7. En dernier lieu, aux termes de l'article 3 de cette convention : " Nul ne peut être soumis à la torture ni à des peines ou des traitements inhumains ou dégradants ". Ces stipulations font obstacle à ce que puisse être légalement désigné comme pays de destination d'un étranger faisant l'objet d'une mesure d'éloignement un Etat pour lequel il existe des motifs sérieux et avérés de croire que l'intéressé s'y trouverait exposé à un risque réel pour sa personne soit du fait des autorités de cet Etat, soit même du fait de personnes ou de groupes de personnes ne relevant pas des autorités publiques, dès lors que, dans ce dernier cas, les autorités de l'Etat de destination ne sont pas en mesure de parer à un tel risque par une protection appropriée.
8. M. C... soutient qu'il encourt des risques pour sa sécurité en cas de retour au Kosovo en raison de persécutions qu'il y a subies de la part des membres de la famille de sa compagne et, en outre, que les autorités de ce pays sont à sa recherche. Toutefois, l'appelant, dont la demande d'asile a été rejetée par l'OFPRA le 21 juin 2017 puis par la CNDA le 31 octobre 2018, ne produit aucun élément nouveau à l'appui de ses allégations. Par suite, le moyen tiré de la méconnaissance des stipulations de l'article 3 de la convention européenne de sauvegarde des droits de l'homme et des libertés fondamentales doit être écarté.
9. Il résulte de tout ce qui précède que M. C... n'est pas fondé à soutenir que c'est à tort que, par le jugement attaqué, le magistrat désigné par le président du tribunal administratif de Toulouse a rejeté sa demande tendant à l'annulation de l'arrêté du préfet de l'Aveyron du 23 novembre 2018 en tant qu'il lui fait obligation de quitter le territoire français dans le délai de trente jours et qu'il fixe le pays de renvoi. Par voie de conséquence, les conclusions qu'il présente à fin d'injonction et d'astreinte ainsi que celles tendant au paiement des frais exposés et non compris dans les dépens ne peuvent qu'être rejetés.
DECIDE :
Article 1er : La requête de M. C... est rejetée.
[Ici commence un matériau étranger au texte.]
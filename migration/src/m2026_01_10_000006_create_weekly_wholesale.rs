//! Migration to create the weekly_wholesale curated table.
//!
//! Dual dedup constraints: the upstream temporary id when present, the
//! (arti_id, fuen_id, fecha_ini) business key otherwise.

use sea_orm_migration::prelude::*;

#[derive(DeriveMigrationName)]
pub struct Migration;

#[async_trait::async_trait]
impl MigrationTrait for Migration {
    async fn up(&self, manager: &SchemaManager) -> Result<(), DbErr> {
        manager
            .create_table(
                Table::create()
                    .table(WeeklyWholesale::Table)
                    .if_not_exists()
                    .col(
                        ColumnDef::new(WeeklyWholesale::Id)
                            .big_integer()
                            .not_null()
                            .auto_increment()
                            .primary_key(),
                    )
                    .col(ColumnDef::new(WeeklyWholesale::TmpMayoSemId).big_integer().null())
                    .col(ColumnDef::new(WeeklyWholesale::ArtiId).big_integer().not_null())
                    .col(ColumnDef::new(WeeklyWholesale::ArtiNombre).text().null())
                    .col(ColumnDef::new(WeeklyWholesale::FuenId).big_integer().not_null())
                    .col(ColumnDef::new(WeeklyWholesale::FuenNombre).text().null())
                    .col(ColumnDef::new(WeeklyWholesale::FutiId).big_integer().null())
                    .col(
                        ColumnDef::new(WeeklyWholesale::FechaIni)
                            .timestamp_with_time_zone()
                            .not_null(),
                    )
                    .col(
                        ColumnDef::new(WeeklyWholesale::FechaCreacion)
                            .timestamp_with_time_zone()
                            .null(),
                    )
                    .col(
                        ColumnDef::new(WeeklyWholesale::MinimoKg)
                            .decimal_len(15, 2)
                            .null(),
                    )
                    .col(
                        ColumnDef::new(WeeklyWholesale::MaximoKg)
                            .decimal_len(15, 2)
                            .null(),
                    )
                    .col(
                        ColumnDef::new(WeeklyWholesale::PromedioKg)
                            .decimal_len(15, 2)
                            .null(),
                    )
                    .col(
                        ColumnDef::new(WeeklyWholesale::Enviado)
                            .decimal_len(15, 2)
                            .null(),
                    )
                    .col(
                        ColumnDef::new(WeeklyWholesale::LastUpdated)
                            .timestamp_with_time_zone()
                            .null(),
                    )
                    .col(
                        ColumnDef::new(WeeklyWholesale::IngestionRunId)
                            .big_integer()
                            .not_null(),
                    )
                    .to_owned(),
            )
            .await?;

        manager
            .create_index(
                Index::create()
                    .name("ux_weekly_tmp")
                    .table(WeeklyWholesale::Table)
                    .col(WeeklyWholesale::TmpMayoSemId)
                    .unique()
                    .to_owned(),
            )
            .await?;

        manager
            .create_index(
                Index::create()
                    .name("ux_weekly_fallback")
                    .table(WeeklyWholesale::Table)
                    .col(WeeklyWholesale::ArtiId)
                    .col(WeeklyWholesale::FuenId)
                    .col(WeeklyWholesale::FechaIni)
                    .unique()
                    .to_owned(),
            )
            .await?;

        manager
            .create_index(
                Index::create()
                    .name("idx_weekly_fecha_ini")
                    .table(WeeklyWholesale::Table)
                    .col(WeeklyWholesale::FechaIni)
                    .to_owned(),
            )
            .await?;

        manager
            .create_index(
                Index::create()
                    .name("idx_weekly_run_id")
                    .table(WeeklyWholesale::Table)
                    .col(WeeklyWholesale::IngestionRunId)
                    .to_owned(),
            )
            .await?;

        Ok(())
    }

    async fn down(&self, manager: &SchemaManager) -> Result<(), DbErr> {
        manager
            .drop_index(Index::drop().name("idx_weekly_run_id").to_owned())
            .await?;
        manager
            .drop_index(Index::drop().name("idx_weekly_fecha_ini").to_owned())
            .await?;
        manager
            .drop_index(Index::drop().name("ux_weekly_fallback").to_owned())
            .await?;
        manager
            .drop_index(Index::drop().name("ux_weekly_tmp").to_owned())
            .await?;
        manager
            .drop_table(Table::drop().table(WeeklyWholesale::Table).to_owned())
            .await
    }
}

#[derive(DeriveIden)]
enum WeeklyWholesale {
    Table,
    Id,
    TmpMayoSemId,
    ArtiId,
    ArtiNombre,
    FuenId,
    FuenNombre,
    FutiId,
    FechaIni,
    FechaCreacion,
    MinimoKg,
    MaximoKg,
    PromedioKg,
    Enviado,
    LastUpdated,
    IngestionRunId,
}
Article 2 : Le présent arrêt sera notifié à M. B... C... et au ministre de l'intérieur. Copie en sera adressée au préfet de l'Aveyron.
Délibéré après l'audience du 17 octobre 2019 à laquelle siégeaient :
M. D... E..., président,
M. Dominique Ferrari, président-assesseur,
M. Stéphane Gueguein, premier conseiller,
Lu en audience publique, le 14 novembre 2019.
Le président-assesseur,
Dominique Ferrari
Le président,
Philippe E...
Le greffier,
Sylvie Hayet
La République mande et ordonne au ministre de l'intérieur en ce qui le concerne, et à tous huissiers de justice à ce requis, en ce qui concerne les voies de droit commun contre les parties privées, de pourvoir à l'exécution du présent arrêt.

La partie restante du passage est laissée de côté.